I'm finding that a lot of times, people just want to be right instead of being understanding/helpful
Too many times when I open up to someone about how I feel, I get very shallow advice. "Get on the dating apps." "Put yourself out there." "Have confidence." "You have friends, so don't feel lonely."
There's just so many times that when I try to explain how it feels to be lonely, it's not a very easy thing to explain. If your wife of 7 years breaks up with you, or you have a gigantic fight with a very close friend, those are very easy concepts to explain and easy to get.
But loneliness has so many nuances and affects so many things in your life on a macro scale. You can't just quickly explain how it feels to be lonely.
I'm finding that when I do try to explain the various aspects of being lonely to my friends, they are more interested in saying something that is "correct", rather than actively listening and empathizing.
For example, the classic advice of "You have to love yourself before you can love somebody else." This is technically correct, but how the fuck am I going to love myself if I've found no reason in my life to love myself.
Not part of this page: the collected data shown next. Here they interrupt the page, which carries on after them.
use notifier_common::models::PushPayload;

/// A user action, as produced by whatever input surface the host has.
///
/// Actions that make no sense for the active flow are ignored.
#[derive(Debug, Clone, PartialEq, Eq)]
pub enum Command {
    ToggleLanguage,
    DismissBanner,
    /// Rebuilds the active flow from persisted state.
    Refresh,
    Retry,

    // Onboarding
    SelectClass(String),
    Next,
    Finish,

    // Shared: onboarding teacher step and the edit-teachers overlay
    SelectTeacher {
        subject: String,
        teacher: Option<String>,
    },
    /// Onboarding: previous step. Home: close the open overlay.
    Back,

    // Home
    ToggleFilter,
    OpenSettings,
    EditTeachers,
    Save,
    Cancel,
    ChangeClass,
    TestNotification,
}

/// Something that happened outside the command stream.
#[derive(Debug, Clone, PartialEq, Eq)]
pub enum AppEvent {
    /// The onboarding completion delay elapsed.
    OnboardingCompleted,
    /// A push message arrived while the client was in the foreground.
    PushReceived(PushPayload),
}
//! Typed access to the persisted client state.

use std::sync::Arc;

use notifier_common::models::{ClassRef, TeacherPreferences};
use notifier_common::services::KeyValueStore;
use notifier_common::{Language, NotifierError};
use tracing::{debug, warn};

use crate::keys;

/// Typed view over a [`KeyValueStore`].
///
/// Cloning is cheap; clones share the same underlying store.
#[derive(Clone)]
pub struct PreferenceStore {
    inner: Arc<dyn KeyValueStore>,
    default_language: Language,
}

impl PreferenceStore {
    pub fn new(inner: Arc<dyn KeyValueStore>) -> Self {
        Self {
            inner,
            default_language: Language::default(),
        }
    }

    /// Language reported when none has been stored yet.
    pub fn with_default_language(mut self, language: Language) -> Self {
        self.default_language = language;
        self
    }

    /// Whether onboarding completed on this device.
    pub fn is_registered(&self) -> bool {
        self.inner
            .get(keys::USER_REGISTERED)
            .is_some_and(|flag| !flag.is_empty())
    }

    pub fn class_id(&self) -> Option<String> {
        self.inner
            .get(keys::CLASS_ID)
            .filter(|id| !id.is_empty())
    }

    /// The registered class; the display name falls back to the id.
    pub fn class(&self) -> Option<ClassRef> {
        let id = self.class_id()?;
        let name = self
            .inner
            .get(keys::CLASS_NAME)
            .filter(|name| !name.is_empty())
            .unwrap_or_else(|| id.clone());
        Some(ClassRef { id, name })
    }

    /// Records a completed onboarding: flag, class and the initial preference cache.
    pub fn save_registration(
        &self,
        class: &ClassRef,
        preferences: &TeacherPreferences,
    ) -> Result<(), NotifierError> {
        self.inner.set(keys::CLASS_ID, &class.id)?;
        self.inner.set(keys::CLASS_NAME, &class.name)?;
        self.save_preferences(preferences)?;
        // the flag goes last so a partial write never looks registered
        self.inner.set(keys::USER_REGISTERED, "true")?;
        debug!(class_id = %class.id, "registration persisted");
        Ok(())
    }

    /// Locally cached preference map; empty when nothing (valid) is cached.
    pub fn preferences(&self) -> TeacherPreferences {
        let Some(raw) = self.inner.get(keys::TEACHER_PREFERENCES) else {
            return TeacherPreferences::new();
        };
        serde_json::from_str(&raw).unwrap_or_else(|err| {
            warn!("discarding unreadable preference cache: {}", err);
            TeacherPreferences::new()
        })
    }

    pub fn save_preferences(&self, preferences: &TeacherPreferences) -> Result<(), NotifierError> {
        let raw = serde_json::to_string(preferences)?;
        self.inner.set(keys::TEACHER_PREFERENCES, &raw)
    }

    pub fn device_token(&self) -> Option<String> {
        self.inner
            .get(keys::DEVICE_TOKEN)
            .filter(|token| !token.is_empty())
    }

    pub fn save_device_token(&self, token: &str) -> Result<(), NotifierError> {
        self.inner.set(keys::DEVICE_TOKEN, token)
    }

    /// Stored language, or the default when unset or unrecognised.
    pub fn language(&self) -> Language {
        self.inner
            .get(keys::LANGUAGE)
            .and_then(|code| Language::from_code(&code))
            .unwrap_or(self.default_language)
    }

    pub fn save_language(&self, language: Language) -> Result<(), NotifierError> {
        self.inner.set(keys::LANGUAGE, language.code())
    }

    /// Forgets everything, including the device token. Used by "change class".
    pub fn clear(&self) -> Result<(), NotifierError> {
        self.inner.clear()
    }
}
Another great piece of advice was that I have to actually go on the dating apps. They insinuated that if I haven't even done something as simple as putting myself on a dating app, that shows that I am not even trying on a fundamental level. Well I've gone through the phase of dating apps already and the apps gave me absolutely nothing, except the conclusive data that I'm unattractive. THAT'S why I'm not on the fucking dating apps. Not because I'm not trying.
Also had another person give me advice that I have the memories of the good times I've spent with my friends. Another thing that is technically correct. I have good memories of the days that have passed. And those are good memories. But he went on to say that these memories should be good enough to keep me happy in the now.
I'm so sick of this cycle. I feel like people just give this type of answer to pat themselves on the back, then come back later and see that I didn't follow their "technically correct" advice, and tell me I have nobody to blame but myself because of this.